The tropics flip the usual intuition: it is hot, but it is also humid, and humidity suppresses evaporation. Because the rate is driven by the vapour-pressure deficit — not temperature alone — humid tropical air, already near saturation, pulls moisture off the surface more slowly than dry desert air at the same temperature. Annual loss is real but humidity-limited (often 1,200–1,800 mm), and warming is increasing it for small storages (Aminzadeh et al., 2024).
What works best here
In the tropics, the case for covering is often as much about water quality as water loss. Year-round warmth and sunlight drive algae, so light-blocking modular floating covers, geomembrane covers and suspended covers deliver a large algae-control benefit on top of evaporation savings — see how covers help with algae.
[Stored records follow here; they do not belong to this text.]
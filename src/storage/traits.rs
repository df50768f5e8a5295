//! Entry store abstraction.
//!
//! The cache engine persists entries through this trait and never assumes
//! anything about the backend beyond its contract.

use async_trait::async_trait;
use thiserror::Error;

use crate::cache::CacheEntry;

#[derive(Error, Debug, Clone, PartialEq, Eq)]
pub enum StoreError {
    /// The backend cannot be reached or refused the operation
    #[error("Store unavailable: {0}")]
    Unavailable(String),
    /// The backend reached a state it cannot serve the request from
    #[error("Store backend error: {0}")]
    Backend(String),
}

/// Durable mapping from composite key to entry.
#[async_trait]
pub trait EntryStore: Send + Sync {
    async fn get(&self, key: &str) -> Result<Option<CacheEntry>, StoreError>;

    /// Inserts or replaces the entry stored under `key`.
    async fn put(&self, key: &str, entry: CacheEntry) -> Result<(), StoreError>;

    /// Removes `key`. Returns `false` when it was not present, which is not
    /// an error.
    async fn delete(&self, key: &str) -> Result<bool, StoreError>;

    async fn clear(&self) -> Result<(), StoreError>;

    /// Every stored `(key, entry)` pair, in the backend's iteration order.
    async fn get_all(&self) -> Result<Vec<(String, CacheEntry)>, StoreError>;
}
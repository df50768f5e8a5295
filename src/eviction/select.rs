//! Shared helpers for victim selection.
//!
//! Every strategy reduces to "order the snapshot, then take keys until the
//! deficit is covered". The ordering differs, the accumulation does not.

use crate::cache::CacheEntry;

/// A borrowed snapshot row.
pub(crate) type Candidate<'a> = &'a (String, CacheEntry);

// == Deficit ==
/// Bytes that must be freed, or None when the snapshot is within budget.
pub(crate) fn deficit(max_size: u64, current_size: u64) -> Option<u64> {
    if current_size <= max_size {
        None
    } else {
        Some(current_size - max_size)
    }
}

// == Take Until Freed ==
/// Walks `ordered` and collects keys until their sizes sum to at least
/// `target`. Stops before looking at the next candidate once the target is
/// met, so the result never over-evicts.
///
/// Returns the chosen keys and the bytes they free.
pub(crate) fn take_until_freed<'a, I>(ordered: I, target: u64) -> (Vec<String>, u64)
where
    I: IntoIterator<Item = Candidate<'a>>,
{
    let mut keys = Vec::new();
    let mut freed: u64 = 0;

    for (key, entry) in ordered {
        if freed >= target {
            break;
        }
        keys.push(key.clone());
        freed = freed.saturating_add(entry.size);
    }

    (keys, freed)
}

// == Sorted ==
/// Returns the snapshot rows ordered by `compare`.
///
/// The sort is stable: rows that compare equal keep their snapshot order,
/// which is what makes every strategy deterministic.
pub(crate) fn sorted_by<'a, F>(entries: &'a [(String, CacheEntry)], mut compare: F) -> Vec<Candidate<'a>>
where
    F: FnMut(&CacheEntry, &CacheEntry) -> std::cmp::Ordering,
{
    let mut rows: Vec<Candidate<'a>> = entries.iter().collect();
    rows.sort_by(|a, b| compare(&a.1, &b.1));
    rows
}
//! Request and Response models for the cache server API
//!
//! This module defines the DTOs (Data Transfer Objects) used for
//! serializing/deserializing HTTP request and response bodies.

pub mod requests;
pub mod responses;

// Re-export commonly used types
pub use requests::SetRequest;
pub use responses::{
    DeleteResponse, EvictResponse, GetResponse, HealthResponse, KeysResponse, RemovedResponse,
    SetResponse, StatsResponse,
};
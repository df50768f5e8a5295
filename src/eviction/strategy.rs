//! Built-in eviction strategies.
//!
//! The strategy set is closed, so it is an enum dispatched with a `match`
//! rather than one type per algorithm.

use std::fmt;

use serde::{Deserialize, Serialize};

use super::select::{deficit, sorted_by, take_until_freed, Candidate};
use super::EvictionPolicy;
use crate::cache::entry::current_timestamp_ms;
use crate::cache::CacheEntry;

// == Eviction Strategy ==
/// Named eviction algorithm.
#[derive(Debug, Clone, Copy, PartialEq, Eq, Hash, Default, Serialize, Deserialize)]
#[serde(rename_all = "lowercase")]
pub enum EvictionStrategy {
    /// Oldest `last_accessed` first
    #[default]
    Lru,
    /// Lowest `access_count` first, stale entries first on ties
    Lfu,
    /// Oldest `created_at` first
    Fifo,
    /// Lowest priority first, stale entries first on ties
    Priority,
    /// Largest entries first
    Size,
    /// Expired entries, then soonest-to-expire
    Ttl,
    /// Once-used entries (LRU order) before frequently used ones (LFU order)
    Arc,
}

impl EvictionStrategy {
    /// Every strategy, in registry order.
    pub const ALL: [EvictionStrategy; 7] = [
        EvictionStrategy::Lru,
        EvictionStrategy::Lfu,
        EvictionStrategy::Fifo,
        EvictionStrategy::Priority,
        EvictionStrategy::Arc,
        EvictionStrategy::Ttl,
        EvictionStrategy::Size,
    ];

    /// Identifier used in configuration.
    pub fn as_str(&self) -> &'static str {
        match self {
            EvictionStrategy::Lru => "lru",
            EvictionStrategy::Lfu => "lfu",
            EvictionStrategy::Fifo => "fifo",
            EvictionStrategy::Priority => "priority",
            EvictionStrategy::Size => "size",
            EvictionStrategy::Ttl => "ttl",
            EvictionStrategy::Arc => "arc",
        }
    }

    /// Parses a configuration identifier. Case and surrounding whitespace
    /// are ignored; unknown identifiers return None.
    pub fn from_name(name: &str) -> Option<Self> {
        let name = name.trim();
        Self::ALL
            .into_iter()
            .find(|strategy| strategy.as_str().eq_ignore_ascii_case(name))
    }

    /// Parses a configuration identifier, falling back to LRU.
    pub fn resolve(name: &str) -> Self {
        Self::from_name(name).unwrap_or_else(|| {
            tracing::warn!(strategy = name, "Unknown eviction strategy, falling back to lru");
            EvictionStrategy::Lru
        })
    }

    // == Select At ==
    /// Chooses victims with an explicit evaluation time for TTL decisions.
    ///
    /// Returns an empty list when `current_size <= max_size`.
    pub fn select_at(
        &self,
        entries: &[(String, CacheEntry)],
        max_size: u64,
        current_size: u64,
        now: u64,
    ) -> Vec<String> {
        let Some(target) = deficit(max_size, current_size) else {
            return Vec::new();
        };

        match self {
            EvictionStrategy::Lru => {
                let ordered = sorted_by(entries, |a, b| a.last_accessed.cmp(&b.last_accessed));
                take_until_freed(ordered, target).0
            }
            EvictionStrategy::Lfu => {
                let ordered = sorted_by(entries, |a, b| {
                    a.access_count
                        .cmp(&b.access_count)
                        .then(a.last_accessed.cmp(&b.last_accessed))
                });
                take_until_freed(ordered, target).0
            }
            EvictionStrategy::Fifo => {
                let ordered = sorted_by(entries, |a, b| a.created_at.cmp(&b.created_at));
                take_until_freed(ordered, target).0
            }
            EvictionStrategy::Priority => {
                let ordered = sorted_by(entries, |a, b| {
                    a.effective_priority()
                        .cmp(&b.effective_priority())
                        .then(a.last_accessed.cmp(&b.last_accessed))
                });
                take_until_freed(ordered, target).0
            }
            EvictionStrategy::Size => {
                let ordered = sorted_by(entries, |a, b| b.size.cmp(&a.size));
                take_until_freed(ordered, target).0
            }
            EvictionStrategy::Ttl => select_ttl(entries, target, now),
            EvictionStrategy::Arc => select_arc(entries, target),
        }
    }
}

impl fmt::Display for EvictionStrategy {
    fn fmt(&self, f: &mut fmt::Formatter<'_>) -> fmt::Result {
        f.write_str(self.as_str())
    }
}

impl EvictionPolicy for EvictionStrategy {
    fn should_evict(
        &self,
        entries: &[(String, CacheEntry)],
        max_size: u64,
        current_size: u64,
    ) -> Vec<String> {
        self.select_at(entries, max_size, current_size, current_timestamp_ms())
    }
}

// == TTL ==
/// Two phases: every expired entry regardless of the bytes it frees, then
/// entries that carry an expiry ordered soonest first until the rest of the
/// deficit is covered. Entries without an expiry are never chosen.
fn select_ttl(entries: &[(String, CacheEntry)], target: u64, now: u64) -> Vec<String> {
    let ordered = sorted_by(entries, |a, b| a.expires_at.cmp(&b.expires_at));

    let (expired, live): (Vec<Candidate<'_>>, Vec<Candidate<'_>>) = ordered
        .into_iter()
        .filter(|(_, entry)| entry.expires_at.is_some())
        .partition(|(_, entry)| entry.is_expired_at(now));

    let mut keys: Vec<String> = expired.iter().map(|(key, _)| key.clone()).collect();
    let freed: u64 = expired.iter().map(|(_, entry)| entry.size).sum();

    if freed < target {
        let (more, _) = take_until_freed(live, target - freed);
        keys.extend(more);
    }

    keys
}

// == ARC (simplified) ==
/// Per-call partition into a recency list (read at most once) and a
/// frequency list. There are no ghost lists and no adaptive target size;
/// nothing carries over between calls.
fn select_arc(entries: &[(String, CacheEntry)], target: u64) -> Vec<String> {
    let (mut recent, mut frequent): (Vec<Candidate<'_>>, Vec<Candidate<'_>>) =
        entries.iter().partition(|(_, entry)| entry.access_count <= 1);

    recent.sort_by(|a, b| a.1.last_accessed.cmp(&b.1.last_accessed));
    frequent.sort_by(|a, b| a.1.access_count.cmp(&b.1.access_count));

    take_until_freed(recent.into_iter().chain(frequent), target).0
}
Low-cost biological options such as duckweed can suit small, sheltered ponds, though they carry oxygen and ecology trade-offs.
What to watch
Heavy seasonal rainfall is the catch: covers must shed or pass rainwater, and chemical monolayers are quickly disrupted by rain, so they are a poor fit. Because radiation is high, the energy-budget method is a sound way to estimate loss where humidity makes simple deficit-based estimates uncertain.